The thought of seeing him, especially after what he may have heard last night, makes me tremble. It’s been six months of seeing him occasionally around the house and I still haven’t gotten used to how imposing he is.

I wrap my long hair into a messy bun at my crown and make my way down the stairs. The glow of security lights filters through the windows, illuminating every room.

I reach the bottom, listening for any sound that might suggest he’s up and about. I really hope he isn’t, because if I see him, I’ll blush heinously, and my infatuation with him will be obvious.

When I round the corner, my heart shoots up into the base of my throat. Nicolò Di Santo is standing in the center of the room with his back to me, his attention on his phone.

My gaze flickers over him. The dark gray suit that matches the color of his eyes. The broad shoulders that block out the light. Thick, black hair, always perfectly styled.

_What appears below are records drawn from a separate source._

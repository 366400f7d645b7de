//! EPG (Electronic Program Guide) acquisition
//!
//! Fetches, parses and caches per-channel broadcast schedules. Sources are
//! tried in order (cache, custom XMLTV URL, public mirrors) and a synthetic
//! schedule fills in when nothing else works, so the guide never has gaps.

pub mod cache;
pub mod client;
pub mod error;
pub mod fetcher;
pub mod models;
pub mod parser;
pub mod prefetch;
pub mod progress;
pub mod sources;

#[cfg(test)]
pub(crate) mod testing;

use std::path::Path;
use std::sync::Arc;

use anyhow::Context;
use chrono::Utc;
use parking_lot::Mutex;
use tokio::task::AbortHandle;
use tokio_util::sync::CancellationToken;
use tracing::{info, warn};

use crate::config::EpgConfig;
use crate::store::{KeyValueStore, SqliteStore};

pub use cache::{CacheStats, ScheduleCache};
pub use client::{HttpClient, HttpResponse, ReqwestClient};
pub use error::EpgError;
pub use fetcher::Fetcher;
pub use models::{current_entry, entries_in_range, next_entry, Channel, ScheduleEntry};
pub use prefetch::{PrefetchHandle, PrefetchOutcome, Prefetcher, ProgressCallback};
pub use progress::{ProgressPhase, ProgressSnapshot, ProgressTracker};
pub use sources::SourceResolver;

/// Shared state for EPG operations
///
/// Cheap to clone; clones share the cache, source settings and progress.
#[derive(Clone)]
pub struct EpgService {
    store: Arc<dyn KeyValueStore>,
    cache: Arc<ScheduleCache>,
    sources: Arc<SourceResolver>,
    fetcher: Arc<Fetcher>,
    progress: Arc<ProgressTracker>,
    prefetcher: Arc<Prefetcher>,
    active_prefetch: Arc<Mutex<Option<(CancellationToken, AbortHandle)>>>,
}

impl EpgService {
    /// Build the service on top of `store` and `client`, hydrating the cache
    pub fn new(config: &EpgConfig, store: Arc<dyn KeyValueStore>, client: Arc<dyn HttpClient>) -> Self {
        let cache = Arc::new(ScheduleCache::new(
            store.clone(),
            &config.cache_namespace,
            config.cache_ttl(),
        ));
        cache.load();

        let sources = Arc::new(SourceResolver::new(
            store.clone(),
            &config.source_namespace,
            config.mirror_templates.clone(),
        ));
        let fetcher = Arc::new(Fetcher::new(
            cache.clone(),
            sources.clone(),
            client,
            config.request_timeout(),
        ));
        let progress = Arc::new(ProgressTracker::new());
        let prefetcher = Arc::new(Prefetcher::new(
            fetcher.clone(),
            cache.clone(),
            progress.clone(),
            config.batch_size,
            config.flush_every,
        ));

        info!(
            "EPG service initialized ({} cached channels, {} mirrors)",
            cache.len(),
            config.mirror_templates.len()
        );

        Self {
            store,
            cache,
            sources,
            fetcher,
            progress,
            prefetcher,
            active_prefetch: Arc::new(Mutex::new(None)),
        }
    }

    /// Open with a SQLite store at `db_path` and a reqwest client
    pub fn open(config: &EpgConfig, db_path: &Path) -> anyhow::Result<Self> {
        let mut store = SqliteStore::open(db_path)
            .with_context(|| format!("Failed to open EPG store at {:?}", db_path))?;
        if let Some(bytes) = config.max_store_bytes {
            store = store.with_max_value_bytes(bytes);
        }
        let client = ReqwestClient::new(&config.user_agent)?;
        Ok(Self::new(config, Arc::new(store), Arc::new(client)))
    }

    /// Schedule for one channel; `None` only without a schedule source
    pub async fn get_schedule(&self, channel: &Channel) -> Option<Vec<ScheduleEntry>> {
        self.fetcher.fetch(channel).await
    }

    /// Programme airing now and the one after it
    pub async fn now_and_next(
        &self,
        channel: &Channel,
    ) -> Option<(Option<ScheduleEntry>, Option<ScheduleEntry>)> {
        let entries = self.get_schedule(channel).await?;
        let now = Utc::now();
        Some((
            current_entry(&entries, now).cloned(),
            next_entry(&entries, now).cloned(),
        ))
    }

    /// Start a background prefetch, cancelling any prefetch still running
    pub fn prefetch_all(
        &self,
        channels: Vec<Channel>,
        on_progress: Option<ProgressCallback>,
    ) -> PrefetchHandle {
        let handle = self.prefetcher.spawn(channels, on_progress);

        let previous = self
            .active_prefetch
            .lock()
            .replace((handle.cancel_token(), handle.abort_handle()));
        if let Some((token, task)) = previous {
            if !task.is_finished() && !token.is_cancelled() {
                info!("Superseding running EPG prefetch");
                token.cancel();
            }
        }

        handle
    }

    pub fn cancel_prefetch(&self) {
        if let Some((token, _)) = self.active_prefetch.lock().take() {
            token.cancel();
        }
    }

    /// A prefetch started by `prefetch_all` is still running
    pub fn is_prefetching(&self) -> bool {
        self.active_prefetch
            .lock()
            .as_ref()
            .is_some_and(|(_, task)| !task.is_finished())
    }

    pub fn progress_snapshot(&self) -> ProgressSnapshot {
        self.progress.snapshot()
    }

    pub fn set_custom_source(&self, url: Option<&str>) {
        self.sources.set_custom_source(url);
    }

    pub fn custom_source(&self) -> Option<String> {
        self.sources.custom_source()
    }

    pub fn clear_cache(&self) {
        self.cache.clear();
    }

    pub fn cache_stats(&self) -> CacheStats {
        self.cache.stats()
    }

    /// Namespaces currently held by the backing store
    pub fn stored_namespaces(&self) -> Vec<String> {
        match self.store.keys() {
            Ok(mut keys) => {
                keys.sort();
                keys
            }
            Err(e) => {
                warn!("Failed to list EPG store namespaces: {}", e);
                Vec::new()
            }
        }
    }

    /// Flush the cache; call before the process exits
    pub fn persist(&self) {
        self.cache.persist();
    }

    /// Cancel any prefetch and flush the cache
    pub async fn shutdown(&self) {
        info!("Stopping EPG service...");
        self.cancel_prefetch();

        let cache = self.cache.clone();
        if let Err(e) = tokio::task::spawn_blocking(move || cache.persist()).await {
            warn!("Failed to persist EPG cache on shutdown: {}", e);
        }

        info!("EPG service stopped");
    }
}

Expensive shoes polished to within an inch of their life.

While I’m busy observing him, he turns around.

I swallow and bring my gaze back up to his. He’s looking at me indifferently, like I’m standing in his way.

“Oh, um, sorry,” I mutter, shifting to one side to let him pass by. The sleeve of his jacket brushes my bare arm, his cologne curls up my nostrils. I breathe in and hold the air in my lungs until I can taste him. God, I have a serious problem.

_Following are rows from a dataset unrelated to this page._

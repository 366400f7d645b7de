//! Diagnostics raised inside the fetch chain
//!
//! None of these reach callers of the service; they are logged and the
//! chain moves on to the next source.

#[derive(Debug, thiserror::Error)]
pub enum EpgError {
    #[error("malformed schedule document: {0}")]
    Parse(String),
    #[error("channel '{channel}' not found in document")]
    NotFoundInDocument { channel: String },
    #[error("request to {url} timed out")]
    NetworkTimeout { url: String },
    #[error("request to {url} failed: {reason}")]
    Network { url: String, reason: String },
}

impl EpgError {
    pub(crate) fn network(url: &str, reason: impl std::fmt::Display) -> Self {
        EpgError::Network {
            url: url.to_string(),
            reason: reason.to_string(),
        }
    }
}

He reaches for a glass, then holds it under the faucet.

I pull my gaze away and walk to the coffee machine to prepare something extra dark and strong.

My foggy head needs some sort of shock. I face the machine until the cup is filled but I can hear him moving about behind me.

When it’s safe to turn around, I pour out a bowl of Cheerios.

He’s settled into a chair at the kitchen table, his eyes still glued to his phone.

When I pour milk into the bowl, it sloshes onto the floor.

That’s when I realize I’m shaking. Swearing under my breath I set the bowl on the counter.

It takes me only a couple of minutes to clear the spilled milk but it feels like longer because my face is burning.

Not only am I about to eat the breakfast of seven-year-olds, I can’t even serve it without making the mess of a toddler.

It's in moments like this, I really wish Nicolò didn’t live here. I hate feeling so self-conscious and on edge when moving around my own home.

Sometimes, when I’m not fantasizing about him touching me, I imagine what it would be like to have a normal stepbrother. One who asks about my day, or offers to drive me places because I don’t yet have a car.

Not someone who makes my nerves tighten when the scent of his cologne drifts into my orbit.

But, as I climb the stairs, open the door to my room and see my journal right where I left it, a large shadowy part of myself knows I likes it this way—to share a darkened hallway with a man whose hands are covered in blood, whose gaze breaks my skin and whose fingers take me far, far away.